**THE DATA:**

┄┄┄┄┄┄┄┄┄┄┄┄┄┄┄┄┄┄┄┄

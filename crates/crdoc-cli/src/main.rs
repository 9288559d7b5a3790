//! crdoc CLI - Reference documentation for Kubernetes API groups

use clap::{Parser, Subcommand};
use std::path::PathBuf;
use tracing_subscriber::EnvFilter;

mod commands;
mod error;
mod exit_codes;

use commands::generate::GenerateOptions;

#[derive(Parser)]
#[command(name = "crdoc")]
#[command(author = "crdoc Contributors")]
#[command(version)]
#[command(about = "Reference documentation generator for Kubernetes API groups", long_about = None)]
#[command(propagate_version = true)]
struct Cli {
    #[command(subcommand)]
    command: Commands,

    /// Enable debug output
    #[arg(long, global = true)]
    debug: bool,
}

#[derive(Subcommand)]
enum Commands {
    /// Render documentation for a Go API package
    Generate {
        /// Directory of the API version package (e.g. api/v1)
        dir: PathBuf,

        /// Template file (default: built-in Markdown template)
        #[arg(short, long)]
        template: Option<PathBuf>,

        /// Output file (if not set, outputs to stdout)
        #[arg(short, long)]
        output: Option<PathBuf>,

        /// Render undefined template variables as empty instead of failing
        #[arg(long)]
        lenient: bool,

        /// Position of the first placeholder word in example values
        #[arg(long, default_value_t = 0)]
        word_offset: usize,
    },

    /// Print the documentation model handed to templates
    Model {
        /// Directory of the API version package (e.g. api/v1)
        dir: PathBuf,

        /// Output as JSON instead of YAML
        #[arg(long)]
        json: bool,

        /// Position of the first placeholder word in example values
        #[arg(long, default_value_t = 0)]
        word_offset: usize,
    },
}

/// Log to stderr, filtered by `CRDOC_LOG` (default `warn`)
fn init_logging(debug: bool) {
    let filter = if debug {
        EnvFilter::new("debug")
    } else {
        EnvFilter::try_from_env("CRDOC_LOG").unwrap_or_else(|_| EnvFilter::new("warn"))
    };

    tracing_subscriber::fmt()
        .with_env_filter(filter)
        .with_writer(std::io::stderr)
        .with_target(debug)
        .init();
}

fn main() {
    // Setup miette for nice error display
    miette::set_panic_hook();

    let cli = Cli::parse();
    init_logging(cli.debug);

    let result = match cli.command {
        Commands::Generate {
            dir,
            template,
            output,
            lenient,
            word_offset,
        } => commands::generate::run(&GenerateOptions {
            dir: &dir,
            template: template.as_deref(),
            output: output.as_deref(),
            strict: !lenient,
            word_offset,
        }),

        Commands::Model {
            dir,
            json,
            word_offset,
        } => commands::model::run(&dir, json, word_offset),
    };

    if let Err(err) = result {
        let code = err.exit_code();
        eprintln!("{:?}", miette::Report::new(err));
        std::process::exit(code);
    }
}
//! Declared types as handed over by a source parser
//!
//! These structures are the input boundary of the model builder. They carry
//! raw text only: comments are not yet split into prose and annotations, and
//! type expressions are not yet normalized.

/// A parsed API package
#[derive(Debug, Clone, Default, PartialEq)]
pub struct PackageDecl {
    /// Package short name (`v1alpha1`), used as the API version
    pub name: String,
    /// Raw package documentation comment
    pub doc: String,
    /// Declared types, in the order the parser reports them
    pub types: Vec<TypeDecl>,
}

/// A declared (struct) type
#[derive(Debug, Clone, Default, PartialEq)]
pub struct TypeDecl {
    pub name: String,
    pub doc: String,
    /// Ordered field list; empty for non-struct types
    pub fields: Vec<FieldDecl>,
}

/// A single struct field
#[derive(Debug, Clone, PartialEq)]
pub struct FieldDecl {
    /// Field identifier, `None` for embedded fields
    pub ident: Option<String>,
    pub expr: TypeExpr,
    /// Raw struct tag without the surrounding quotes
    pub tag: Option<String>,
    pub doc: String,
}

/// A raw type expression
#[derive(Debug, Clone, PartialEq, Eq)]
pub enum TypeExpr {
    /// `Name`
    Ident(String),
    /// `pkg.Name`
    Selector { package: String, name: String },
    /// `*T`
    Pointer(Box<TypeExpr>),
    /// `[]T` or `[N]T`
    Array(Box<TypeExpr>),
    /// `map[K]V`
    Map {
        key: Box<TypeExpr>,
        value: Box<TypeExpr>,
    },
    /// Any other shape (struct literal, interface, func, chan), kept as source text
    Unsupported(String),
}

impl TypeExpr {
    /// Bare type name, looking through pointers and package qualifiers
    pub fn bare_name(&self) -> Option<&str> {
        match self {
            TypeExpr::Ident(name) => Some(name),
            TypeExpr::Selector { name, .. } => Some(name),
            TypeExpr::Pointer(inner) => inner.bare_name(),
            _ => None,
        }
    }
}

impl FieldDecl {
    /// Create a named field
    pub fn named(ident: impl Into<String>, expr: TypeExpr, tag: impl Into<String>) -> Self {
        Self {
            ident: Some(ident.into()),
            expr,
            tag: Some(tag.into()),
            doc: String::new(),
        }
    }

    /// Create an embedded field
    pub fn embedded(expr: TypeExpr, tag: impl Into<String>) -> Self {
        Self {
            ident: None,
            expr,
            tag: Some(tag.into()),
            doc: String::new(),
        }
    }

    /// Attach a raw doc comment
    pub fn with_doc(mut self, doc: impl Into<String>) -> Self {
        self.doc = doc.into();
        self
    }
}

impl TypeDecl {
    pub fn new(name: impl Into<String>, fields: Vec<FieldDecl>) -> Self {
        Self {
            name: name.into(),
            doc: String::new(),
            fields,
        }
    }

    /// Attach a raw doc comment
    pub fn with_doc(mut self, doc: impl Into<String>) -> Self {
        self.doc = doc.into();
        self
    }
}

/// Shorthand for an identifier expression
pub fn ident(name: &str) -> TypeExpr {
    TypeExpr::Ident(name.to_string())
}
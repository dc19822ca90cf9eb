use std::collections::VecDeque;
use std::fs::{File, OpenOptions};
use std::path::{Path, PathBuf};
use std::sync::Mutex;

use tokio::sync::oneshot;

use crate::error::{MqError, Result};
use crate::ring_buffer::RingBuffer;

/// Immutable configuration a `CompositeQueue` is opened with.
#[derive(Debug, Clone)]
pub struct QueueOption {
    pub name: String,
    pub backing_path: PathBuf,
    pub file_block_unit: u64,
    pub cache_size: u64,
}

/// A named pair of ring buffers: a heap-resident cache tier fronting a
/// file-mapped disk tier. `state` holds everything that must move in
/// lockstep under one mutex so that the mmap handle is never touched
/// outside the lock (a grow-remap swaps it out from under any concurrent
/// reader/writer otherwise).
pub struct CompositeQueue {
    option: QueueOption,
    state: Mutex<State>,
}

struct State {
    cache: RingBuffer<Vec<u8>>,
    disk: RingBuffer<memmap2::MmapMut>,
    file: File,
    spilled: bool,
    deleted: bool,
    /// Consumers parked in `BRPOP`, FIFO. A producer's hand-off always
    /// wakes the front of this queue.
    waiters: VecDeque<oneshot::Sender<Vec<u8>>>,
}

impl CompositeQueue {
    /// Opens (or creates) the backing file and allocates the cache tier.
    /// A freshly created file is truncated to `file_block_unit` bytes and
    /// initialized; an existing, non-empty file is adopted and the queue
    /// starts in the spilled state, since whatever the disk tier holds
    /// predates anything the cache tier could have.
    pub fn open(option: QueueOption) -> Result<Self> {
        let cache = RingBuffer::initialize(vec![0u8; option.cache_size as usize])?;

        let file = OpenOptions::new()
            .read(true)
            .write(true)
            .create(true)
            .open(&option.backing_path)?;
        let existing_len = file.metadata()?.len();

        let newly_created = existing_len == 0;
        if newly_created {
            file.set_len(option.file_block_unit)?;
        }

        let mmap = unsafe { memmap2::MmapMut::map_mut(&file)? };
        let (disk, spilled) = if newly_created {
            (RingBuffer::initialize(mmap)?, false)
        } else {
            let disk = RingBuffer::adopt(mmap);
            if disk.capacity() != existing_len {
                return Err(MqError::CorruptBackingFile(format!(
                    "{}: header capacity {} != file size {}",
                    option.backing_path.display(),
                    disk.capacity(),
                    existing_len
                )));
            }
            (disk, true)
        };

        Ok(Self {
            option,
            state: Mutex::new(State {
                cache,
                disk,
                file,
                spilled,
                deleted: false,
                waiters: VecDeque::new(),
            }),
        })
    }

    pub fn name(&self) -> &str {
        &self.option.name
    }

    pub fn backing_path(&self) -> &Path {
        &self.option.backing_path
    }

    /// Parks the caller as a `BRPOP` waiter and returns a receiver that
    /// resolves the moment a producer hands a payload directly to it. Must
    /// be called only after a non-blocking `get()` has already returned
    /// `Empty` under the same lock acquisition, or a producer's hand-off
    /// between the two calls would be missed.
    fn park(state: &mut State) -> oneshot::Receiver<Vec<u8>> {
        let (tx, rx) = oneshot::channel();
        state.waiters.push_back(tx);
        rx
    }

    /// Non-blocking get-or-park: returns `Ok(n)` immediately on a hit,
    /// `Err(Empty)` plus a receiver to await otherwise. Both checks happen
    /// under one lock acquisition so no hand-off can be lost between them.
    pub fn get_or_park(&self, out_buf: &mut [u8]) -> (Result<usize>, Option<oneshot::Receiver<Vec<u8>>>) {
        let mut state = self.state.lock().unwrap();
        match Self::get_locked(&mut state, out_buf) {
            Ok(n) => (Ok(n), None),
            Err(MqError::Empty) => {
                let rx = Self::park(&mut state);
                (Err(MqError::Empty), Some(rx))
            }
            Err(e) => (Err(e), None),
        }
    }

    pub fn put(&self, data: &[u8]) -> Result<()> {
        let mut state = self.state.lock().unwrap();
        if state.deleted {
            return Err(MqError::NoSpace);
        }

        // Hand-off fast path: only valid while nothing older is parked in
        // the disk tier. A parked waiter is then, by construction, the
        // oldest outstanding consumer, so handing it the payload directly
        // preserves FIFO order without ever touching either tier.
        if !state.spilled {
            while let Some(waiter) = state.waiters.pop_front() {
                match waiter.send(data.to_vec()) {
                    Ok(()) => return Ok(()),
                    // Receiver already dropped (BRPOP timed out); try the
                    // next parked waiter instead of falling through to
                    // storage on the first stale one.
                    Err(_) => continue,
                }
            }
        }

        match state.cache.put(data) {
            Ok(()) => Ok(()),
            Err(MqError::NoSpace) => {
                Self::transfer_to_disk(&mut state, &self.option)?;
                state.cache.put(data)
            }
            Err(e) => Err(e),
        }
    }

    fn get_locked(state: &mut State, out_buf: &mut [u8]) -> Result<usize> {
        if state.deleted {
            return Err(MqError::Empty);
        }
        if state.spilled {
            match state.disk.get(out_buf) {
                Err(MqError::Empty) => {
                    state.spilled = false;
                    state.cache.get(out_buf)
                }
                other => other,
            }
        } else {
            state.cache.get(out_buf)
        }
    }

    pub fn get(&self, out_buf: &mut [u8]) -> Result<usize> {
        let mut state = self.state.lock().unwrap();
        Self::get_locked(&mut state, out_buf)
    }

    /// Grows the disk tier in `file_block_unit` quanta if needed, then
    /// bulk-copies the cache tier's live bytes into it. Grow is
    /// truncate-then-remap: the on-file header already tracks read/write
    /// positions, so only the in-memory capacity field needs rewriting
    /// after the remap.
    fn transfer_to_disk(state: &mut State, option: &QueueOption) -> Result<()> {
        if state.disk.free_space() < state.cache.readable_bytes() {
            let new_size = state.disk.capacity() + option.file_block_unit;
            state.file.sync_all()?;
            state.file.set_len(new_size)?;

            let mmap = unsafe { memmap2::MmapMut::map_mut(&state.file)? };
            let mut disk = RingBuffer::adopt(mmap);
            disk.set_capacity(new_size);
            state.disk = disk;
        }

        state.cache.write_to(&mut state.disk)?;
        state.spilled = true;
        Ok(())
    }

    pub fn len(&self) -> u64 {
        let state = self.state.lock().unwrap();
        if state.deleted {
            return 0;
        }
        state.cache.len() + if state.spilled { state.disk.len() } else { 0 }
    }

    pub fn is_empty(&self) -> bool {
        self.len() == 0
    }

    fn close_sink(state: &mut State, option: &QueueOption) -> Result<()> {
        if let Err(e) = Self::transfer_to_disk(state, option) {
            log::error!("failed to spill queue {} before close: {}", option.name, e);
        }
        state.disk.region().flush()?;
        Ok(())
    }

    /// Final spill, flush, and close. The backing file is left on disk so
    /// a later `Load()` can adopt it.
    pub fn close(&self) -> Result<()> {
        let mut state = self.state.lock().unwrap();
        Self::close_sink(&mut state, &self.option)
    }

    /// Close plus remove the backing file; all further operations fail
    /// cleanly with `Empty`/`NoSpace` rather than touching a stale mapping.
    pub fn delete(&self) -> Result<()> {
        let mut state = self.state.lock().unwrap();
        if let Err(e) = Self::close_sink(&mut state, &self.option) {
            log::error!("failed to close queue {} before delete: {}", self.option.name, e);
        }
        std::fs::remove_file(&self.option.backing_path)?;
        state.deleted = true;
        Ok(())
    }
}

#[cfg(test)]
mod tests {
    use super::*;
    use tempfile::tempdir;

    fn opt(dir: &Path, name: &str, cache_size: u64, block_unit: u64) -> QueueOption {
        QueueOption {
            name: name.to_string(),
            backing_path: dir.join(format!("{name}.mq")),
            file_block_unit: block_unit,
            cache_size,
        }
    }

    #[test]
    fn put_get_round_trip() {
        let dir = tempdir().unwrap();
        let q = CompositeQueue::open(opt(dir.path(), "q1", 4096, 4096)).unwrap();
        q.put(b"hello").unwrap();
        let mut buf = [0u8; crate::ring_buffer::MAX_ELEMENT];
        let n = q.get(&mut buf).unwrap();
        assert_eq!(&buf[..n], b"hello");
        assert!(matches!(q.get(&mut buf), Err(MqError::Empty)));
    }

    #[test]
    fn spill_preserves_fifo_order() {
        let dir = tempdir().unwrap();
        // Each element costs 2 (prefix) + 62 = 64 bytes; a 128-byte cache
        // fits exactly two before the third forces a spill.
        let q = CompositeQueue::open(opt(dir.path(), "q2", 128, 4096)).unwrap();
        let elems: Vec<Vec<u8>> = (0..3).map(|i| vec![b'x' + i as u8; 62]).collect();
        for e in &elems {
            q.put(e).unwrap();
        }
        assert_eq!(q.len(), 3);

        let mut buf = [0u8; crate::ring_buffer::MAX_ELEMENT];
        for e in &elems {
            let n = q.get(&mut buf).unwrap();
            assert_eq!(&buf[..n], e.as_slice());
        }
        assert!(matches!(q.get(&mut buf), Err(MqError::Empty)));
    }

    #[test]
    fn disk_tier_grows_without_losing_data() {
        let dir = tempdir().unwrap();
        let q = CompositeQueue::open(opt(dir.path(), "q3", 256, 512)).unwrap();
        let payload = vec![7u8; 100];
        let mut pushed = 0;
        for _ in 0..50 {
            q.put(&payload).unwrap();
            pushed += 1;
        }
        assert_eq!(q.len(), pushed);

        let mut buf = [0u8; crate::ring_buffer::MAX_ELEMENT];
        for _ in 0..pushed {
            let n = q.get(&mut buf).unwrap();
            assert_eq!(&buf[..n], payload.as_slice());
        }
        assert!(matches!(q.get(&mut buf), Err(MqError::Empty)));
    }

    #[test]
    fn close_then_reopen_preserves_live_elements() {
        let dir = tempdir().unwrap();
        let o = opt(dir.path(), "q4", 256, 512);
        {
            let q = CompositeQueue::open(o.clone()).unwrap();
            q.put(b"one").unwrap();
            q.put(b"two").unwrap();
            q.put(b"three").unwrap();
            q.close().unwrap();
        }

        let q = CompositeQueue::open(o).unwrap();
        assert_eq!(q.len(), 3);
        let mut buf = [0u8; crate::ring_buffer::MAX_ELEMENT];
        for expected in [&b"one"[..], &b"two"[..], &b"three"[..]] {
            let n = q.get(&mut buf).unwrap();
            assert_eq!(&buf[..n], expected);
        }
    }

    #[test]
    fn delete_removes_backing_file_and_future_ops_fail_clean() {
        let dir = tempdir().unwrap();
        let o = opt(dir.path(), "q5", 256, 512);
        let q = CompositeQueue::open(o.clone()).unwrap();
        q.put(b"x").unwrap();
        q.delete().unwrap();

        assert!(!o.backing_path.exists());
        let mut buf = [0u8; crate::ring_buffer::MAX_ELEMENT];
        assert!(matches!(q.get(&mut buf), Err(MqError::Empty)));
        assert!(matches!(q.put(b"y"), Err(MqError::NoSpace)));
        assert_eq!(q.len(), 0);
    }

    #[tokio::test]
    async fn hand_off_delivers_to_parked_waiter_without_storing() {
        let dir = tempdir().unwrap();
        let q = std::sync::Arc::new(CompositeQueue::open(opt(dir.path(), "q6", 4096, 4096)).unwrap());

        let mut buf = [0u8; crate::ring_buffer::MAX_ELEMENT];
        let (result, rx) = q.get_or_park(&mut buf);
        assert!(matches!(result, Err(MqError::Empty)));
        let rx = rx.unwrap();

        q.put(b"direct").unwrap();
        let payload = rx.await.unwrap();
        assert_eq!(payload, b"direct");
        assert_eq!(q.len(), 0);
    }
}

┄┄┄┄┄┄┄┄┄┄┄┄┄┄┄┄┄┄┄┄

**PROBLEM STATEMENT:** All lines in the listing above from the line containing "use std::collections::VecDeque;" to the line containing "must move in", inclusive, should be retyped exactly; no other lines should appear.

**ANSWER TO THIS PROBLEM:**
use std::collections::VecDeque;
use std::fs::{File, OpenOptions};
use std::path::{Path, PathBuf};
use std::sync::Mutex;

use tokio::sync::oneshot;

use crate::error::{MqError, Result};
use crate::ring_buffer::RingBuffer;

/// Immutable configuration a `CompositeQueue` is opened with.
#[derive(Debug, Clone)]
pub struct QueueOption {
    pub name: String,
    pub backing_path: PathBuf,
    pub file_block_unit: u64,
    pub cache_size: u64,
}

/// A named pair of ring buffers: a heap-resident cache tier fronting a
/// file-mapped disk tier. `state` holds everything that must move in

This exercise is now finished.